Zhang YH et al / Acta Pharmacol Sin 2004 Jul; 25 (7): 937-942

Anticancer effect of two diterpenoid compounds isolated from Annona glabra Linn¹

Yong-hong ZHANG², Hai-yan PENG³, Guo-hao XIA³, Ming-yan WANG³, Ying HAN⁴

First Clinical College;
³Basic Medicine College, Nanjing University of Traditional Chinese Medicine, Nanjing 210029;
⁴Jiangsu Institute of Materia Medica, Nanjing 210009, China

¹ Project supported by Jiangsu Province Natural Science Foundation (No BK2002201).

² Correspondence to Yong-hong ZHANG. Phn 86-25-8679-8128. Fax 86-25-8659-3077. E-mail zyh19511227@sohu.com

Received 2003-09-15 Accepted 2004-02-20

KEY WORDS Annona glabra Linn; diterpenes; hepatocellular carcinoma; apoptosis; gene expression

ABSTRACT

AIM: To study the inhibitory effect of two diterpenoid compounds isolated from Annona glabra Linn (Cunabic acid and ent-kauran-19-al-17-oic acid) on the proliferation of Human Liver Cancer (HLC) cell line SMMC-7721 and its mechanism.
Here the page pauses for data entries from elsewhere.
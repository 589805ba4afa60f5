//! The stream manager: single owner of the signaling session, the peer
//! connection and every timer.
//!
//! Producers (socket pump, webrtc callbacks, video reader) never touch
//! manager state directly. They post [`SessionEvent`]s tagged with the
//! session generation; the owner loop pulls them through
//! [`StreamManager::next_event`] and applies them in [`StreamManager::handle`].
//! Bumping the generation on teardown makes any late callback of a closed
//! peer inert.

use std::sync::Arc;
use std::time::{Duration, Instant};

use futures_util::future::BoxFuture;
use overlook_protocol::{ChannelMessage, InputEvent, OverlookConfig, WatchParams};
use serde::Serialize;
use tokio::sync::watch;
use tokio::time::{Interval, MissedTickBehavior};
use tracing::{debug, info, trace, warn};
use webrtc::api::API;
use webrtc::ice_transport::ice_connection_state::RTCIceConnectionState;
use webrtc::track::track_local::track_local_static_sample::TrackLocalStaticSample;

use crate::error::WebRtcError;
use crate::events::{self, EventReceiver, EventSender, SessionEvent};
use crate::health::{FrameClock, STALL_REASON, StallTransition, StreamHealthMonitor};
use crate::peer::{self, WebRtcPeer};
use crate::signaling::{self, JanusSignaling, SignalingSocket, SignalingTarget};
use crate::stats::{ConnectionQuality, QualityTracker, StatsSample};
use crate::transaction::TransactionCorrelator;
use crate::video::{FrameRenderer, ReceptionStats, VideoFrame};

pub const SIGNALING_LOST_REASON: &str = "Signaling connection lost";

/// Everything the UI observes about the stream.
#[derive(Debug, Clone, Default, PartialEq, Serialize)]
pub struct StreamStatus {
    pub connected: bool,
    pub connecting: bool,
    pub has_ever_connected: bool,
    pub stalled: bool,
    pub disconnect_reason: Option<String>,
    pub last_frame_age_secs: Option<u64>,
    pub latency_ms: u64,
    pub video_size: Option<(u32, u32)>,
    pub inbound_fps: Option<f64>,
    pub quality: ConnectionQuality,
}

/// Microphone permission, asked before a mic track is added.
pub trait MicrophoneAccess: Send + Sync {
    fn request_access(&self) -> BoxFuture<'_, anyhow::Result<bool>>;
}

/// The slice of the device configuration API the session lifecycle needs.
pub trait DeviceControl: Send + Sync {
    fn set_hid_connected(&self, connected: bool) -> BoxFuture<'_, anyhow::Result<()>>;
}

/// What woke the owner loop.
#[derive(Debug)]
pub enum Wake {
    Session { generation: u64, event: SessionEvent },
    HealthTick,
    StatsTick,
    KeepaliveTick,
}

struct Timers {
    health: Interval,
    stats: Interval,
    keepalive: Interval,
}

/// `interval_at` panics on a zero period; unvalidated configs can carry one.
const MIN_PERIOD: Duration = Duration::from_millis(1);

fn periodic(period: Duration) -> Interval {
    let period = period.max(MIN_PERIOD);
    let mut interval = tokio::time::interval_at(tokio::time::Instant::now() + period, period);
    interval.set_missed_tick_behavior(MissedTickBehavior::Skip);
    interval
}

impl Timers {
    const COUNT: usize = 3;

    fn start(config: &OverlookConfig) -> Self {
        Self {
            health: periodic(Duration::from_millis(config.health.check_interval_ms)),
            stats: periodic(Duration::from_millis(config.health.stats_interval_ms)),
            keepalive: periodic(Duration::from_secs(config.signaling.keepalive_interval_secs)),
        }
    }
}

pub struct StreamManager {
    config: OverlookConfig,
    api: Option<Arc<API>>,
    renderer: Option<Arc<dyn FrameRenderer>>,
    microphone: Option<Arc<dyn MicrophoneAccess>>,
    device: Option<Arc<dyn DeviceControl>>,

    status: watch::Sender<StreamStatus>,
    events_tx: EventSender,
    events_rx: EventReceiver,
    generation: u64,

    peer: Option<Arc<WebRtcPeer>>,
    socket: Option<SignalingSocket>,
    signaling: Option<JanusSignaling>,
    timers: Option<Timers>,
    mic_track: Option<Arc<TrackLocalStaticSample>>,
    hid_connected: bool,

    clock: Arc<FrameClock>,
    health: StreamHealthMonitor,
    quality: QualityTracker,
    reception: Option<ReceptionStats>,
    ping_started: Option<Instant>,

    audio_enabled: bool,
    mic_enabled: bool,
}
METHODS: Inhibition of cell proliferation was measured by MTT assay. The morphological changes of SMMC-7721 cells were observed under inverted phase-contrast microscope, fluorescent microscope, transmission electron microscope (TEM), and scanning electron microscope (SEM). Flow cytometer (FCM) was used to calculate the cell apoptotic rate, and immunohistochemical staining was used to observe the regulation of gene expression. RESULTS: The proliferation of SMMC-7721 cells was obviously inhibited after being treated with Cunabic acid at the concentration >5 µmol/L and ent-kauran-19-al-17-oic acid >10 µmol/L. The biggest inhibitory effect was 81.05 % when treated with Cunabic acid at the concentration of 25 µmol/L. The effect had a linear relationship with concentration. The result indicated that drug-treated cells exhibit typical morphological changes of apoptosis, including condensed chromatin and a reduction in volume. Sub-G₀/G₁ peak was found by FCM analysis and the cell cycle was arrested at G₀/G₁ stage. The apoptotic rates of the cells treated by Cunabic acid and ent-kauran-19-al-17-oic acid were 43.31 % and 24.95 %, respectively. It was visualized by immunohistochemical staining that the drugs down-regulated the gene expression of bcl-2 gene and up-regulated that of bax gene. CONCLUSION: The two diterpenoid compounds isolated from Annona glabra Linn, Cunabic acid and ent-kauran-19-al-17-oic acid can obviously inhibit the proliferation of HLC cell line SMMC-7721. The mechanism is correlated with the induction of cell apoptosis by down-regulating the gene expression of bcl-2 gene and up-regulating that of bax gene.

INTRODUCTION

Traditional Chinese medicine afforded a valuable approach in the searching for new anticancer drugs. Studies on the pharmacological mechanism and searching for new chemical structures from herbal extract for new anticancer drugs caught great interest^[1]. Taxol, isolated from the stem bark of Taxus brevifolia, provided a typical example in this respect. Taxol was ranked as "the most important new drug we have had in cancer for 15 years"^[2]. Annonaceous acetogenius were a new group of compounds isolated from Annona plants exhibiting strong anticancer activity. In vivo experiments on the leukemia-bearing mice, Bullatacin, Asinicin, and Bullatacinone (three kinds of extract from Annona plants) exhibited 300, 80, 40-times higher anticancer effect than taxol, respectively^[3-5]. Liu et al found two new extracts from Annona glabra, which exhibited anticancer effect 100 000 times higher than adriamycin. Annona plants became a new promising resource for new anticancer medicine^[6]. We isolated two kinds of diterpenoid compounds from Annona glabra Linn, and the following experiment showed that the two new diterpenoid compounds had strong inhibitory effect on the proliferation of HLC cell lines. The two diterpenoid compounds were Cunabic acid (ent-kaur-16-en-19-oic acid) and ent-kauran-19-al-17-oic acid.

MATERIALS AND METHODS

Drugs Cunabid acid and ent-kauran-19-al-17-oic acid were isolated from Annona glabra Linn and both white powdery. Drugs were dissolved with absolute ethanol, and diluted with culture medium till the final concentration of ethanol was less than 1 %. Molecular formulas of Cunabid acid and ent-kauran-19-al-17-oic acid were C₂₀H₃₀O₂ and C₂₀H₃₀O₃, respectively.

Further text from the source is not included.